Item 4. Description of Securities.
This Registration Statement registers $20,000,000 of Deferred Compensation Obligations to be offered to certain non-employee members of the Board of Directors of Kraft Foods, Inc. (the
Company). The Company will be renamed Mondelēz International, Inc. on October 1, 2012, following the spin-off of its North American grocery business. The Obligations are general unsecured and unfunded obligations of the Company
to pay deferred compensation in the future in accordance with the terms of the Mondelēz International, Inc. 2001 Compensation Plan for Non-Employee Directors (the Plan). Under the terms of the Plan, each non-employee director of the
Company may elect to defer receipt of all or part of his or her compensation until such future date as he or she elects in accordance with the terms
of the Plan. A non-employee director may elect to receive his or her deferred amounts (including amounts credited or debited with respect thereto) at either (i) a date certain or (ii) a
separation from service. Non-employee directors may allocate their deferred amounts among various measurement fund alternatives. Measurement fund alternatives, which may include a company stock fund alternative, are determined in accordance with,
and subject to the rules and procedures from time to time established by, the committee of directors designated by the Board of Directors of the Company to administer and interpret the Plan. The Obligations represent the Companys obligation to
pay an amount equal to the sum of each non-employee directors account, adjusted by amounts credited or debited to such non-employee director based on the reported investment performance of the selected measurement fund alternatives, less all
distributions made to such non-employee director pursuant to the Plan. The Obligations are unassignable and non-transferable. No benefit or interest in the Plan is subject in any manner to anticipation, alienation, sale, transfer, assignment,
pledge, encumbrance or charge.
Item 5. Interests of Named Experts and Counsel.
Not applicable.
Item 6. Indemnification of Directors and Officers.

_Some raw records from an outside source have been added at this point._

use std::sync::Arc;

use async_trait::async_trait;
use chrono::DateTime;
use chrono::Duration;
use chrono::Utc;

use crate::domain::user::errors::UserError;
use crate::domain::user::models::EmailAddress;
use crate::domain::user::models::EmailMessage;
use crate::domain::user::models::Password;
use crate::domain::user::models::PasswordReset;
use crate::domain::user::models::RegisterUserCommand;
use crate::domain::user::models::Role;
use crate::domain::user::models::UpdateProfileCommand;
use crate::domain::user::models::User;
use crate::domain::user::models::UserId;
use crate::domain::user::models::USER_DISPLAY_ID_SEQUENCE;
use crate::domain::user::ports::EmailSender;
use crate::domain::user::ports::SequenceAllocator;
use crate::domain::user::ports::UserRepository;
use crate::domain::user::ports::UserServicePort;

/// How long a password-reset token stays valid.
const RESET_TOKEN_VALIDITY_MINUTES: i64 = 10;

/// Domain service implementation for identity operations.
///
/// Concrete implementation of UserServicePort with dependency injection.
/// Argon2 work runs on the blocking thread pool so request handling stays
/// responsive while a hash is computed.
pub struct UserService<R, Q, M>
where
    R: UserRepository,
    Q: SequenceAllocator,
    M: EmailSender,
{
    repository: Arc<R>,
    sequences: Arc<Q>,
    mailer: Arc<M>,
    password_hasher: Arc<auth::PasswordHasher>,
    reset_tokens: auth::ResetTokenGenerator,
    reset_link_base: String,
}

impl<R, Q, M> UserService<R, Q, M>
where
    R: UserRepository,
    Q: SequenceAllocator,
    M: EmailSender,
{
    /// Create a new identity service with injected dependencies.
    ///
    /// # Arguments
    /// * `repository` - User persistence implementation
    /// * `sequences` - Display-identifier allocator implementation
    /// * `mailer` - Outbound email implementation
    /// * `reset_link_base` - Client base URL reset links are built on
    pub fn new(repository: Arc<R>, sequences: Arc<Q>, mailer: Arc<M>, reset_link_base: String) -> Self {
        Self {
            repository,
            sequences,
            mailer,
            password_hasher: Arc::new(auth::PasswordHasher::new()),
            reset_tokens: auth::ResetTokenGenerator::new(),
            reset_link_base,
        }
    }

    async fn hash_password(&self, password: Password) -> Result<String, UserError> {
        let hasher = Arc::clone(&self.password_hasher);

        tokio::task::spawn_blocking(move || hasher.hash(password.as_str()))
            .await
            .map_err(|e| UserError::Unknown(format!("Hashing task failed: {}", e)))?
            .map_err(|e| UserError::Unknown(format!("Password hashing failed: {}", e)))
    }

    async fn verify_password(&self, password: String, stored_hash: String) -> Result<bool, UserError> {
        let hasher = Arc::clone(&self.password_hasher);

        tokio::task::spawn_blocking(move || hasher.verify(&password, &stored_hash))
            .await
            .map_err(|e| UserError::Unknown(format!("Verification task failed: {}", e)))?
            .map_err(|e| UserError::Unknown(format!("Password verification failed: {}", e)))
    }

    fn reset_email(&self, to: &EmailAddress, raw_token: &str) -> EmailMessage {
        let reset_url = format!(
            "{}/reset-password/{}",
            self.reset_link_base.trim_end_matches('/'),
            raw_token
        );

        EmailMessage {
            to: to.to_string(),
            subject: "Password reset request".to_string(),
            html: format!(
                "<p>You requested to reset your password.</p>\
                 <p>Click the link below:</p>\
                 <a href=\"{url}\">{url}</a>\
                 <p>This link expires in <strong>{minutes} minutes</strong>.</p>",
                url = reset_url,
                minutes = RESET_TOKEN_VALIDITY_MINUTES,
            ),
        }
    }
}

#[async_trait]
impl<R, Q, M> UserServicePort for UserService<R, Q, M>
where
    R: UserRepository,
    Q: SequenceAllocator,
    M: EmailSender,
{
    async fn register(&self, command: RegisterUserCommand) -> Result<User, UserError> {
        // Duplicate check runs before the allocator so a rejected
        // registration never consumes a display identifier. The store's
        // unique constraint backstops concurrent registrations.
        if self.repository.find_by_email(&command.email).await?.is_some() {
            return Err(UserError::EmailAlreadyExists(command.email.to_string()));
        }

        let password_hash = self.hash_password(command.password).await?;

        let display_id = self
            .sequences
            .allocate_next(USER_DISPLAY_ID_SEQUENCE)
            .await?;

        let now = Utc::now();
        let user = User {
            id: UserId::new(),
            display_id,
            fullname: command.fullname,
            email: command.email,
            phone: command.phone,
            address: command.address,
            password_hash,
            role: Role::default(),
            password_reset: None,
            created_at: now,
            updated_at: now,
        };

        let created = self.repository.create(user).await?;

        tracing::info!(
            user_id = %created.id,
            display_id = created.display_id,
            "User registered"
        );

        Ok(created)
    }

    async fn authenticate(&self, email: &EmailAddress, password: &str) -> Result<User, UserError> {
        // Unknown email and wrong password are deliberately the same error.
        let user = self
            .repository
            .find_by_email(email)
            .await?
            .ok_or(UserError::InvalidCredentials)?;

        let matches = self
            .verify_password(password.to_string(), user.password_hash.clone())
            .await?;

        if !matches {
            return Err(UserError::InvalidCredentials);
        }

        Ok(user)
    }

    async fn get_user(&self, id: &UserId) -> Result<User, UserError> {
        self.repository
            .find_by_id(id)
            .await?
            .ok_or(UserError::NotFound(id.to_string()))
    }

    async fn list_users(&self) -> Result<Vec<User>, UserError> {
        self.repository.list_all().await
    }

    async fn update_profile(
        &self,
        id: &UserId,
        command: UpdateProfileCommand,
    ) -> Result<User, UserError> {
        let mut user = self
            .repository
            .find_by_id(id)
            .await?
            .ok_or(UserError::NotFound(id.to_string()))?;

        if let Some(fullname) = command.fullname {
            user.fullname = fullname;
        }

        if let Some(new_email) = command.email {
            if new_email != user.email
                && self.repository.find_by_email(&new_email).await?.is_some()
            {
                return Err(UserError::EmailAlreadyExists(new_email.to_string()));
            }
            user.email = new_email;
        }

        if let Some(phone) = command.phone {
            user.phone = phone;
        }

        if let Some(address) = command.address {
            user.address = address;
        }

        if let Some(password) = command.password {
            user.password_hash = self.hash_password(password).await?;
        }

        user.updated_at = Utc::now();

        self.repository.update(user).await
    }

    async fn request_password_reset(&self, email: &EmailAddress) -> Result<(), UserError> {
        // An unknown email gets the same outcome as a known one, with no
        // record touched and no mail sent.
        let Some(user) = self.repository.find_by_email(email).await? else {
            return Ok(());
        };

        let token = self.reset_tokens.generate();
        let reset = PasswordReset {
            token_digest: token.digest,
            expires_at: Utc::now() + Duration::minutes(RESET_TOKEN_VALIDITY_MINUTES),
        };

        self.repository.set_password_reset(&user.id, &reset).await?;

        let message = self.reset_email(&user.email, &token.raw);
        if let Err(e) = self.mailer.send(&message).await {
            tracing::error!(
                user_id = %user.id,
                error = %e,
                "Reset email delivery failed, rolling back reset state"
            );
            // A dead link must never be left active.
            self.repository.clear_password_reset(&user.id).await?;
            return Err(UserError::EmailDelivery(e.to_string()));
        }

        tracing::info!(user_id = %user.id, "Password reset requested");

        Ok(())
    }

    async fn reset_password(&self, raw_token: &str, new_password: &str) -> Result<(), UserError> {
        let password = Password::new(new_password.to_string())?;

        let token_digest = self.reset_tokens.digest(raw_token);
        let new_password_hash = self.hash_password(password).await?;
        let now: DateTime<Utc> = Utc::now();

        // Single conditional update: match digest + unexpired window, set
        // the new hash, clear the pair. Expiry is checked here, lazily -
        // there is no background sweep.
        match self
            .repository
            .consume_password_reset(&token_digest, &new_password_hash, now)
            .await?
        {
            Some(user) => {
                tracing::info!(user_id = %user.id, "Password reset completed");
                Ok(())
            }
            None => Err(UserError::InvalidOrExpiredResetToken),
        }
    }
}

The Company is a Virginia corporation. The Virginia Stock Corporation Act (the VSCA) permits indemnification of a corporations directors and officers in a variety of circumstances, which
may include indemnification for liabilities under the Securities Act of 1933, as amended (the Securities Act). Sections 13.1-697 and 13.1-702 of the VSCA generally authorize a Virginia corporation to indemnify its directors and officers
in civil or criminal actions if they acted in good faith and believed their conduct to be in the best interests of the corporation and, in the case of criminal actions, had no reasonable cause to believe that the conduct was unlawful. Additionally,
Section 13.1-704 of the VSCA provides that a Virginia corporation has the power to make any further indemnity to any director or officer, including under its articles of incorporation or any by-law or shareholder resolution, except an indemnity
against their willful misconduct or a knowing violation of the criminal law. The Companys amended and restated articles of incorporation require the Company to indemnify its directors, officers and other eligible persons to the full extent
permitted by the VSCA.
The Companys amended and restated articles of incorporation also provide that, to the full
extent that the VSCA permits the limitation or elimination of the liability of directors, officers and other eligible persons, no director, officer or such eligible person of the Company shall be liable to the Company or its shareholders for
monetary damages arising out of any transaction, occurrence or course of conduct. Section 13.1-692.1 of the VSCA permits the elimination of liability of directors and officers in any proceeding brought by or in the right of a corporation or
brought by or on behalf of shareholders of a corporation, except for liability resulting from such persons having engaged in willful misconduct or a knowing violation of the criminal law or any federal or state securities law, including, without
limitation, any unlawful insider trading or manipulation of the market for any security. Sections 13.1-692.1 and 13.1-696 to -704 of the VSCA are hereby incorporated by reference herein.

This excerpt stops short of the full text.